The job is to find each line of the records below that includes the word "ViewState" and copy it.

──────

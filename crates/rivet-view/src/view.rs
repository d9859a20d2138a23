//! Views
//!
//! A view is a DOM element plus an explicit configuration struct and a
//! separate mutable runtime-state struct, reached through a cloneable
//! `Rc`-backed handle. No state hangs off the DOM node itself.

use std::cell::{Ref, RefCell, RefMut};
use std::collections::HashMap;
use std::rc::Rc;

use rivet_dom::{Document, NodeId};
use rivet_selectors::Selector;

use crate::EventBus;

/// View identifier, the key of the registry's side table
#[derive(Debug, Clone, Copy, PartialEq, Eq, Hash)]
pub struct ViewId(pub(crate) u64);

/// Immutable per-view configuration
pub struct ViewConfig {
    /// Tag of the root element
    pub tag: String,
    /// Optional id attribute placed on the root element
    pub element_id: Option<String>,
    /// Suppress automatic destruction when the root leaves the document
    pub keep_alive: bool,
    /// Hook invoked when the root (or an ancestor) is removed
    pub on_removed: Option<Rc<dyn Fn(&View)>>,
}

/// Mutable per-view runtime state
#[derive(Debug, Default)]
pub struct ViewState {
    /// Free-form scratch data for control code
    pub data: HashMap<String, String>,
    pub(crate) destroyed: bool,
}

struct ViewInner {
    id: ViewId,
    root: NodeId,
    doc: Rc<RefCell<Document>>,
    config: ViewConfig,
    state: RefCell<ViewState>,
    bus: EventBus,
}

/// Cloneable handle to a view
#[derive(Clone)]
pub struct View {
    inner: Rc<ViewInner>,
}

impl View {
    pub(crate) fn new(
        id: ViewId,
        root: NodeId,
        doc: Rc<RefCell<Document>>,
        config: ViewConfig,
    ) -> Self {
        Self {
            inner: Rc::new(ViewInner {
                id,
                root,
                doc,
                config,
                state: RefCell::new(ViewState::default()),
                bus: EventBus::new(),
            }),
        }
    }

    /// View identifier
    pub fn id(&self) -> ViewId {
        self.inner.id
    }

    /// Root element of the view
    pub fn root(&self) -> NodeId {
        self.inner.root
    }

    /// The document this view lives in
    pub fn document(&self) -> &Rc<RefCell<Document>> {
        &self.inner.doc
    }

    /// Immutable configuration
    pub fn config(&self) -> &ViewConfig {
        &self.inner.config
    }

    /// Borrow the runtime state
    pub fn state(&self) -> Ref<'_, ViewState> {
        self.inner.state.borrow()
    }

    /// Mutably borrow the runtime state
    pub fn state_mut(&self) -> RefMut<'_, ViewState> {
        self.inner.state.borrow_mut()
    }

    /// Per-view event bus
    pub fn bus(&self) -> &EventBus {
        &self.inner.bus
    }

    /// Whether the view has been destroyed
    pub fn is_destroyed(&self) -> bool {
        self.inner.state.borrow().destroyed
    }

    /// First descendant of the view root matching `selector`
    pub fn query(&self, selector: &Selector) -> Option<NodeId> {
        let doc = self.inner.doc.borrow();
        rivet_selectors::query(doc.tree(), self.inner.root, selector)
    }

    /// All descendants of the view root matching `selector`
    pub fn query_all(&self, selector: &Selector) -> Vec<NodeId> {
        let doc = self.inner.doc.borrow();
        rivet_selectors::query_all(doc.tree(), self.inner.root, selector)
    }
}
//! Comprehensive tests for rivet-selectors
//!
//! Parse-then-match scenarios against a built tree, the shapes the event
//! dispatcher relies on.

use rivet_dom::{DomTree, NodeId};
use rivet_selectors::{closest, matches, query, query_all, Selector, SelectorError};

/// <main id="app">
///   <form class="login">
///     <input type="text" name="user"/>
///     <div class="actions"><button class="submit primary"/></div>
///   </form>
/// </main>
fn fixture() -> (DomTree, NodeId, NodeId, NodeId, NodeId) {
    let mut tree = DomTree::new();
    let main = tree.create_element("main");
    let form = tree.create_element("form");
    let input = tree.create_element("input");
    let actions = tree.create_element("div");
    let button = tree.create_element("button");
    tree.append_child(tree.root(), main);
    tree.append_child(main, form);
    tree.append_child(form, input);
    tree.append_child(form, actions);
    tree.append_child(actions, button);
    tree.set_attr(main, "id", "app");
    tree.set_attr(form, "class", "login");
    tree.set_attr(input, "type", "text");
    tree.set_attr(input, "name", "user");
    tree.set_attr(actions, "class", "actions");
    tree.set_attr(button, "class", "submit primary");
    (tree, main, form, input, button)
}

fn sel(text: &str) -> Selector {
    Selector::parse(text).unwrap()
}

#[test]
fn test_dispatch_key_shapes() {
    let (tree, _, form, input, button) = fixture();

    assert!(matches(&tree, button, &sel(".submit")));
    assert!(matches(&tree, button, &sel("button.submit.primary")));
    assert!(matches(&tree, input, &sel("input[type=text]")));
    assert!(matches(&tree, input, &sel("[name=\"user\"]")));
    assert!(matches(&tree, form, &sel("#app > form.login")));
    assert!(matches(&tree, button, &sel("#app .actions > button")));
    assert!(!matches(&tree, button, &sel("#app > button")));
    assert!(!matches(&tree, input, &sel("[type=password]")));
}

#[test]
fn test_closest_walks_ancestor_chain() {
    let (tree, main, form, _, button) = fixture();

    assert_eq!(closest(&tree, button, &sel(".login")), Some(form));
    assert_eq!(closest(&tree, button, &sel("#app")), Some(main));
    // Self matches win over ancestors.
    assert_eq!(closest(&tree, button, &sel(".primary")), Some(button));
    assert_eq!(closest(&tree, button, &sel(".missing")), None);
}

#[test]
fn test_query_scoping() {
    let (tree, main, form, input, button) = fixture();

    assert_eq!(query(&tree, tree.root(), &sel(".submit")), Some(button));
    assert_eq!(query(&tree, form, &sel("input")), Some(input));
    // The scope root itself is not a candidate.
    assert_eq!(query(&tree, main, &sel("#app")), None);
    assert_eq!(query_all(&tree, tree.root(), &sel("section")), vec![]);
    // Depth-first order, scoped to the form's descendants.
    let all = query_all(&tree, form, &sel("*"));
    assert_eq!(all.len(), 3);
    assert_eq!(all[0], input);
    assert!(all.contains(&button));
}

#[test]
fn test_attribute_matcher_operators_through_parse() {
    let (tree, _, _, input, button) = fixture();

    assert!(matches(&tree, input, &sel("[name^=us]")));
    assert!(matches(&tree, input, &sel("[name$=er]")));
    assert!(matches(&tree, input, &sel("[name*=se]")));
    assert!(matches(&tree, button, &sel("[class~=primary]")));
    assert!(!matches(&tree, button, &sel("[class~=prim]")));
    assert!(matches(&tree, input, &sel("[name]")));
    assert!(!matches(&tree, input, &sel("[placeholder]")));
}

#[test]
fn test_parse_errors_are_structured() {
    assert!(matches!(Selector::parse(""), Err(SelectorError::Empty)));
    assert!(matches!(
        Selector::parse("[unclosed"),
        Err(SelectorError::UnclosedAttribute { .. })
    ));
    assert!(matches!(
        Selector::parse(".a !"),
        Err(SelectorError::UnexpectedChar { ch: '!', .. })
    ));
    assert!(matches!(
        Selector::parse("div >"),
        Err(SelectorError::ExpectedIdentifier { .. })
    ));
}

#[test]
fn test_text_roundtrip_preserves_source() {
    let selector = sel("  #app .actions > button.submit  ");
    assert_eq!(selector.text, "#app .actions > button.submit");
}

──────

▸ **ANSWER SPACE**:
pub struct ViewState {
    state: RefCell<ViewState>,
                state: RefCell::new(ViewState::default()),
    pub fn state(&self) -> Ref<'_, ViewState> {
    pub fn state_mut(&self) -> RefMut<'_, ViewState> {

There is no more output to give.